Este é um evangelho rico e uma extensa pregação contra a avidez. É a avidez, que Cristo, o Senhor, combate de maneira especial. Pois não há outro mal que seja maior obstáculo ao evangelho ou que mais dano lhe faça do que a avidez. E, contudo, ela existe em tal profusão que o mundo inteiro se afogou nela, como vemos. Pois a preocupação de cada qual é cuidar de sua alimentação, dia e noite. E é isso que fomenta a avidez, de maneira especial. Ninguém se contenta com aquilo que Deus lhe confiou e deu. Todos querem ter mais, querem subir mais alto. Aquele que de Deus recebeu uma bela casa, gostaria de ter um castelo; se tiver um castelo, além dele gostaria de possuir um povoado, e assim por diante: assim que ninguém se satisfaz com o que tem, mas deseja subir sempre mais e possuir maior quantidade de bens. Se não existissem a avidez e o orgulho, todos teríamos o suficiente, e os homens não se entregariam a tais preocupações e à faina de arrebanhar e de acumular riquezas.
Tal espírito, contrário ao evangelho, o Senhor gostaria de contestar através desta pregação. Ele o faz de modo bastante violento, dizendo: ¨Ninguém pode servir a dois senhores; porque ou há de aborrecer-se de um, e amar ao outro¨, etc. Chama os dois senhores pelo nome. Um se chama Deus, este é o verdadeiro Senhor, ao qual somos obrigados a servir, o outro senhor se chama riquezas; este não é o verdadeiro senhor, por tal razão Deus não quer que lhe sirvamos.

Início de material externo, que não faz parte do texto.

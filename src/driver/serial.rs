// src/driver/serial.rs - serial transport to the motion controller
use std::collections::VecDeque;
use std::sync::Arc;
use std::time::Duration;

use async_trait::async_trait;
use serde::Deserialize;
use serial2_tokio::SerialPort;
use tokio::sync::{Mutex, broadcast, mpsc, oneshot};
use uuid::Uuid;

use crate::gcode::Directive;

use super::{
    ACK_TIMEOUT_MS, ControllerFault, ControllerState, DriverError, ExecOutcome, MotionDriver,
    StatusReport, Submission,
};

const STATUS_CHANNEL_CAPACITY: usize = 64;

/// One submission handed to the writer task.
enum Job {
    Stream {
        id: Uuid,
        directives: mpsc::UnboundedReceiver<Directive>,
        done: oneshot::Sender<ExecOutcome>,
    },
    List {
        id: Uuid,
        directives: Vec<Directive>,
        done: oneshot::Sender<ExecOutcome>,
    },
}

/// Driver for a controller on a serial port.
///
/// A reader task turns the newline-delimited JSON coming back from the
/// controller into broadcast status reports, and a writer task feeds it one
/// submission at a time. Control bytes (hold, resume, flush) are written
/// directly so they cut ahead of any stream in progress.
pub struct SerialDriver {
    port: Arc<SerialPort>,
    status_tx: broadcast::Sender<StatusReport>,
    last_fault: Arc<Mutex<Option<ControllerFault>>>,
    // Acknowledgements carry no correlation data, so waiters pair with
    // writes purely by order. Each entry is tagged so a waiter can only
    // ever remove itself.
    acks: Arc<Mutex<VecDeque<(Uuid, oneshot::Sender<()>)>>>,
    jobs: mpsc::UnboundedSender<Job>,
}

impl SerialDriver {
    pub fn connect(port_name: &str, baud: u32) -> Result<Arc<Self>, DriverError> {
        let port = Arc::new(SerialPort::open(port_name, baud)?);
        let (status_tx, _) = broadcast::channel(STATUS_CHANNEL_CAPACITY);
        let last_fault = Arc::new(Mutex::new(None));
        let acks = Arc::new(Mutex::new(VecDeque::new()));
        let (jobs_tx, jobs_rx) = mpsc::unbounded_channel();

        tokio::spawn(read_loop(
            Arc::clone(&port),
            status_tx.clone(),
            Arc::clone(&last_fault),
            Arc::clone(&acks),
        ));
        tokio::spawn(write_loop(Arc::clone(&port), jobs_rx, status_tx.clone()));

        tracing::info!("controller connected on {port_name} at {baud} baud");
        Ok(Arc::new(SerialDriver {
            port,
            status_tx,
            last_fault,
            acks,
            jobs: jobs_tx,
        }))
    }

    async fn send_control(&self, bytes: &[u8], what: &str) {
        if let Err(e) = self.port.write_all(bytes).await {
            tracing::error!("failed to send {what} to controller: {e}");
        }
    }
}

#[async_trait]
impl MotionDriver for SerialDriver {
    fn subscribe(&self) -> broadcast::Receiver<StatusReport> {
        self.status_tx.subscribe()
    }

    async fn last_fault(&self) -> Option<ControllerFault> {
        self.last_fault.lock().await.clone()
    }

    async fn clear_last_fault(&self) {
        self.last_fault.lock().await.take();
    }

    async fn set_parameter(&self, key: &str, value: f64) -> Result<(), DriverError> {
        let ack_id = Uuid::new_v4();
        let (ack_tx, ack_rx) = oneshot::channel();
        self.acks.lock().await.push_back((ack_id, ack_tx));

        let mut line = serde_json::json!({ key: value }).to_string();
        line.push('\n');
        if let Err(e) = self.port.write_all(line.as_bytes()).await {
            // A write that never reached the port gets no ack; only its own
            // waiter may leave the pairing order.
            self.acks.lock().await.retain(|(id, _)| *id != ack_id);
            return Err(e.into());
        }

        match tokio::time::timeout(Duration::from_millis(ACK_TIMEOUT_MS), ack_rx).await {
            Ok(Ok(())) => Ok(()),
            Ok(Err(_)) => Err(DriverError::Closed),
            Err(_) => {
                tracing::warn!("no acknowledgement for parameter {key}");
                Err(DriverError::AckTimeout)
            }
        }
    }

    async fn run_stream(
        &self,
        directives: mpsc::UnboundedReceiver<Directive>,
    ) -> Result<Submission, DriverError> {
        let id = Uuid::new_v4();
        let (done_tx, done_rx) = oneshot::channel();
        self.jobs
            .send(Job::Stream {
                id,
                directives,
                done: done_tx,
            })
            .map_err(|_| DriverError::Closed)?;
        Ok(Submission { id, done: done_rx })
    }

    async fn run_list(&self, directives: Vec<Directive>) -> Result<Submission, DriverError> {
        let id = Uuid::new_v4();
        let (done_tx, done_rx) = oneshot::channel();
        self.jobs
            .send(Job::List {
                id,
                directives,
                done: done_tx,
            })
            .map_err(|_| DriverError::Closed)?;
        Ok(Submission { id, done: done_rx })
    }

    async fn prime(&self) -> Result<(), DriverError> {
        self.port.write_all(b"\n").await?;
        Ok(())
    }

    async fn feed_hold(&self) {
        self.send_control(b"!", "feed hold").await;
    }

    async fn resume(&self) {
        self.send_control(b"~", "resume").await;
    }

    async fn quit(&self) {
        self.send_control(b"!%", "motion flush").await;
    }
}

async fn read_loop(
    port: Arc<SerialPort>,
    status_tx: broadcast::Sender<StatusReport>,
    last_fault: Arc<Mutex<Option<ControllerFault>>>,
    acks: Arc<Mutex<VecDeque<(Uuid, oneshot::Sender<()>)>>>,
) {
    let mut buf = vec![0u8; 1024];
    let mut pending: Vec<u8> = Vec::new();
    loop {
        match port.read(&mut buf).await {
            Ok(0) => {
                tracing::warn!("controller closed the serial connection");
                break;
            }
            Ok(n) => {
                pending.extend_from_slice(&buf[..n]);
                while let Some(pos) = pending.iter().position(|&b| b == b'\n') {
                    let raw: Vec<u8> = pending.drain(..=pos).collect();
                    let line = String::from_utf8_lossy(&raw).trim().to_string();
                    if !line.is_empty() {
                        handle_line(&line, &status_tx, &last_fault, &acks).await;
                    }
                }
            }
            Err(e) => {
                tracing::error!("serial read failed: {e}");
                break;
            }
        }
    }
}

/// Frame shape for a line coming back from the controller: a status report,
/// a fault record, a command acknowledgement, or any mix of the three.
#[derive(Deserialize)]
struct Frame {
    #[serde(default)]
    sr: Option<StatusReport>,
    #[serde(default)]
    er: Option<ControllerFault>,
    #[serde(default)]
    r: Option<serde_json::Value>,
}

async fn handle_line(
    line: &str,
    status_tx: &broadcast::Sender<StatusReport>,
    last_fault: &Mutex<Option<ControllerFault>>,
    acks: &Mutex<VecDeque<(Uuid, oneshot::Sender<()>)>>,
) {
    let frame: Frame = match serde_json::from_str(line) {
        Ok(frame) => frame,
        Err(_) => {
            // Boot banners and similar chatter come through as plain text.
            tracing::trace!("controller: {line}");
            return;
        }
    };

    // The fault record is stored before the report fans out so a subscriber
    // reacting to an alarm report finds it already in place.
    if let Some(fault) = frame.er {
        tracing::debug!("controller fault {}: {}", fault.code, fault.message);
        *last_fault.lock().await = Some(fault);
    }
    if frame.r.is_some() {
        // The oldest waiter owns this ack even if its caller has since
        // given up; handing it to the next one would shift every pairing
        // behind it.
        if let Some((_, waiter)) = acks.lock().await.pop_front() {
            let _ = waiter.send(());
        }
    }
    if let Some(report) = frame.sr {
        let _ = status_tx.send(report);
    }
}

async fn write_loop(
    port: Arc<SerialPort>,
    mut jobs: mpsc::UnboundedReceiver<Job>,
    status_tx: broadcast::Sender<StatusReport>,
) {
    while let Some(job) = jobs.recv().await {
        match job {
            Job::Stream {
                id,
                mut directives,
                done,
            } => {
                tracing::debug!(%id, "motion stream opened");
                let reports = status_tx.subscribe();
                let mut write_ok = true;
                while let Some(directive) = directives.recv().await {
                    if let Err(e) = write_line(&port, &directive).await {
                        tracing::error!("stream write failed: {e}");
                        write_ok = false;
                        break;
                    }
                }
                let final_state = if write_ok {
                    wait_quiescent(reports).await
                } else {
                    None
                };
                tracing::debug!(%id, ?final_state, "motion stream finished");
                let _ = done.send(ExecOutcome { id, final_state });
            }
            Job::List {
                id,
                directives,
                done,
            } => {
                let reports = status_tx.subscribe();
                let mut write_ok = true;
                for directive in &directives {
                    if let Err(e) = write_line(&port, directive).await {
                        tracing::error!("list write failed: {e}");
                        write_ok = false;
                        break;
                    }
                }
                let final_state = if write_ok {
                    wait_quiescent(reports).await
                } else {
                    None
                };
                tracing::debug!(%id, ?final_state, "list finished");
                let _ = done.send(ExecOutcome { id, final_state });
            }
        }
    }
}

async fn write_line(port: &SerialPort, directive: &Directive) -> std::io::Result<()> {
    let mut line = directive.to_string();
    line.push('\n');
    port.write_all(line.as_bytes()).await
}

/// Wait until the controller reports a state that means motion has drained.
async fn wait_quiescent(mut reports: broadcast::Receiver<StatusReport>) -> Option<ControllerState> {
    loop {
        match reports.recv().await {
            Ok(report) => {
                if let Some(state) = report.stat_state() {
                    match state {
                        ControllerState::Ready
                        | ControllerState::ProgramStop
                        | ControllerState::ProgramEnd
                        | ControllerState::Alarm
                        | ControllerState::Interlock
                        | ControllerState::Shutdown
                        | ControllerState::Panic => return Some(state),
                        _ => {}
                    }
                }
            }
            Err(broadcast::error::RecvError::Lagged(skipped)) => {
                tracing::warn!("status feed lagged by {skipped} reports");
            }
            Err(broadcast::error::RecvError::Closed) => return None,
        }
    }
}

E ele esclarece o que seja servir às riquezas, a saber preocupar-se pela vida, quanto ao que se vai comer ou beber, e preocupar-se pelo corpo, quanto ao que se vai vestir. Ele norteia a sua pregação toda num único ponto: que abandonemos totalmente tal preocupação. Pois ela não só é uma preocupação inútil, da qual não temos necessidade, e através da qual nada conseguimos, mas tal preocupação também impede o verdadeiro culto a Deus. Por isso deveremos guardar-nos dela e acostumar-nos a servir a Deus, tendo a confiança de que ele sabe de que necessitamos e que ele o proverá e no-lo dará de bom grado, uma vez que o busquemos junto a ele.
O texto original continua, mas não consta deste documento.